• Work required:
Please return every line in the entries below with the word "MergeError" in it.

• Material shown:
____

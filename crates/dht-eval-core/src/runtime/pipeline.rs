// crates/dht-eval-core/src/runtime/pipeline.rs
// ============================================================================
// Module: DHT Eval Pipeline
// Description: Locate, extract, aggregate, and merge benchmark runs.
// Purpose: Drive one evaluation from experiment directories to a report.
// Dependencies: crate::{core, interfaces, runtime}, thiserror, tracing
// ============================================================================

//! ## Overview
//! [`evaluate`] runs the whole pipeline once. For every experiment directory
//! it locates the benchmark runs, reads the client-level samples of each run
//! through a [`SampleSource`], summarizes them, and sorts the rows into a
//! [`ResultTable`]. The run matching the configured detail key additionally
//! yields the server-side breakdowns. Directory tables are then merged. Any
//! failure aborts the evaluation; no partial report is produced.

// ============================================================================
// SECTION: Imports
// ============================================================================

use std::path::PathBuf;

use thiserror::Error;
use tracing::debug;
use tracing::info;
use tracing::warn;

use crate::core::AggregatedRow;
use crate::core::DetailedSnapshot;
use crate::core::EvaluationReport;
use crate::core::ExperimentKey;
use crate::core::MeasurementQuery;
use crate::core::ResultTable;
use crate::core::RowWindow;
use crate::core::SampleMatrix;
use crate::core::TableError;
use crate::interfaces::SampleSource;
use crate::interfaces::SourceError;
use crate::runtime::aggregate::AggregateError;
use crate::runtime::aggregate::DEFAULT_CLIENT_PERCENTILE;
use crate::runtime::aggregate::DEFAULT_DETAIL_PERCENTILE;
use crate::runtime::aggregate::summarize;
use crate::runtime::locator::LocatedRun;
use crate::runtime::locator::LocatorError;
use crate::runtime::locator::RunFilePattern;
use crate::runtime::locator::locate_runs;
use crate::runtime::merge::MergeError;
use crate::runtime::merge::merge_snapshots;
use crate::runtime::merge::merge_tables;

// ============================================================================
// SECTION: Constants
// ============================================================================

/// Queries executed for an ordinary run.
const CLIENT_QUERIES: [MeasurementQuery; 1] = [MeasurementQuery::Client];
/// Queries executed for the run matching the detail key.
const DETAIL_QUERIES: [MeasurementQuery; 3] = [
    MeasurementQuery::Client,
    MeasurementQuery::StoreBreakdown,
    MeasurementQuery::QueryBreakdown,
];

// ============================================================================
// SECTION: Options
// ============================================================================

/// Inputs of one evaluation.
#[derive(Debug, Clone)]
pub struct EvaluationOptions {
    /// Experiment directories, each holding one full sweep.
    pub directories: Vec<PathBuf>,
    /// Run filename convention.
    pub pattern: RunFilePattern,
    /// Row window sampled from every query.
    pub window: RowWindow,
    /// High percentile for client-level rows.
    pub percentile_client: f64,
    /// High percentile for detail breakdowns.
    pub percentile_detail: f64,
    /// Configuration whose server-side breakdowns are captured.
    pub detail_key: Option<ExperimentKey>,
}

impl EvaluationOptions {
    /// Creates options with the default window, percentiles, and pattern.
    ///
    /// # Errors
    ///
    /// Returns [`LocatorError::Pattern`] when the default pattern cannot be
    /// built.
    pub fn new(directories: Vec<PathBuf>) -> Result<Self, LocatorError> {
        Ok(Self {
            directories,
            pattern: RunFilePattern::standard()?,
            window: RowWindow::default(),
            percentile_client: DEFAULT_CLIENT_PERCENTILE,
            percentile_detail: DEFAULT_DETAIL_PERCENTILE,
            detail_key: None,
        })
    }
}

// ============================================================================
// SECTION: Errors
// ============================================================================

/// Evaluation errors. Every variant names the offending input.
#[derive(Debug, Error)]
pub enum PipelineError {
    /// The options are unusable.
    #[error("invalid evaluation options: {0}")]
    Invalid(String),
    /// Listing an experiment directory failed.
    #[error(transparent)]
    Locate(#[from] LocatorError),
    /// Reading a run failed.
    #[error("failed to read {path}: {source}")]
    Source {
        /// Run database path.
        path: String,
        /// Underlying source error.
        source: SourceError,
    },
    /// Summarizing a run failed.
    #[error("failed to aggregate {query} samples from {path}: {source}")]
    Aggregate {
        /// Run database path.
        path: String,
        /// Query whose samples were summarized.
        query: MeasurementQuery,
        /// Underlying aggregation error.
        source: AggregateError,
    },
    /// Building a directory table failed.
    #[error("failed to build result table for {directory}: {source}")]
    Table {
        /// Experiment directory.
        directory: String,
        /// Underlying table error.
        source: TableError,
    },
    /// Merging directory tables failed.
    #[error("failed to merge experiment directories: {0}")]
    Merge(#[from] MergeError),
}

// ============================================================================
// SECTION: Pipeline
// ============================================================================

/// Evaluates every configured experiment directory and merges the results.
///
/// # Errors
///
/// Returns [`PipelineError`] on the first failure.
pub fn evaluate<S>(
    source: &S,
    options: &EvaluationOptions,
) -> Result<EvaluationReport, PipelineError>
where
    S: SampleSource + ?Sized,
{
    validate_options(options)?;
    let mut tables = Vec::with_capacity(options.directories.len());
    let mut snapshots = Vec::new();
    for directory in &options.directories {
        let runs = locate_runs(directory, &options.pattern)?;
        info!(directory = %directory.display(), runs = runs.len(), "located benchmark runs");
        let mut rows = Vec::with_capacity(runs.len());
        for run in &runs {
            let (row, snapshot) = evaluate_run(source, run, options)?;
            rows.push(row);
            snapshots.extend(snapshot);
        }
        let table = ResultTable::from_rows(rows).map_err(|source| PipelineError::Table {
            directory: directory.display().to_string(),
            source,
        })?;
        tables.push(table);
    }
    let table = merge_tables(tables)?;
    let detail = merge_snapshots(&snapshots)?;
    if let Some(key) = options.detail_key
        && detail.is_none()
    {
        warn!(%key, "no run matched the detail snapshot key");
    }
    info!(rows = table.len(), directories = options.directories.len(), "evaluation complete");
    Ok(EvaluationReport {
        sources: options.directories.clone(),
        window: options.window,
        table,
        detail,
    })
}

/// Reads and summarizes one run.
fn evaluate_run<S>(
    source: &S,
    run: &LocatedRun,
    options: &EvaluationOptions,
) -> Result<(AggregatedRow, Option<DetailedSnapshot>), PipelineError>
where
    S: SampleSource + ?Sized,
{
    let detailed = options.detail_key == Some(run.key);
    let queries: &[MeasurementQuery] = if detailed { &DETAIL_QUERIES } else { &CLIENT_QUERIES };
    let path = run.path.display().to_string();
    let matrices = source.fetch(&run.path, queries, options.window).map_err(|source| {
        PipelineError::Source {
            path: path.clone(),
            source,
        }
    })?;
    if matrices.len() != queries.len() {
        return Err(PipelineError::Source {
            path,
            source: SourceError::DataAccess(format!(
                "expected {} result sets, got {}",
                queries.len(),
                matrices.len()
            )),
        });
    }
    debug!(path = %path, key = %run.key, queries = queries.len(), "fetched run samples");
    let client = aggregate_row(
        &path,
        run.key,
        MeasurementQuery::Client,
        &matrices[0],
        options.percentile_client,
    )?;
    if !detailed {
        return Ok((client, None));
    }
    let store = aggregate_row(
        &path,
        run.key,
        MeasurementQuery::StoreBreakdown,
        &matrices[1],
        options.percentile_detail,
    )?;
    let query = aggregate_row(
        &path,
        run.key,
        MeasurementQuery::QueryBreakdown,
        &matrices[2],
        options.percentile_detail,
    )?;
    Ok((
        client,
        Some(DetailedSnapshot {
            key: run.key,
            store,
            query,
        }),
    ))
}

/// Summarizes one sample matrix into an aggregated row.
fn aggregate_row(
    path: &str,
    key: ExperimentKey,
    query: MeasurementQuery,
    matrix: &SampleMatrix,
    percentile: f64,
) -> Result<AggregatedRow, PipelineError> {
    let summary = summarize(matrix, percentile).map_err(|source| PipelineError::Aggregate {
        path: path.to_string(),
        query,
        source,
    })?;
    Ok(AggregatedRow {
        key,
        query,
        percentile,
        median: summary.median,
        upper: summary.upper,
    })
}

/// Rejects options that cannot produce a report.
fn validate_options(options: &EvaluationOptions) -> Result<(), PipelineError> {
    if options.directories.is_empty() {
        return Err(PipelineError::Invalid(
            "at least one experiment directory is required".to_string(),
        ));
    }
    options.window.validate().map_err(|err| PipelineError::Invalid(err.to_string()))?;
    let percentiles = [
        ("percentile_client", options.percentile_client),
        ("percentile_detail", options.percentile_detail),
    ];
    for (name, value) in percentiles {
        if !(0.0 ..= 100.0).contains(&value) {
            return Err(PipelineError::Invalid(format!("{name} must be within [0, 100]")));
        }
    }
    Ok(())
}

____

• Output of the exercise:
use crate::runtime::merge::MergeError;
    Merge(#[from] MergeError),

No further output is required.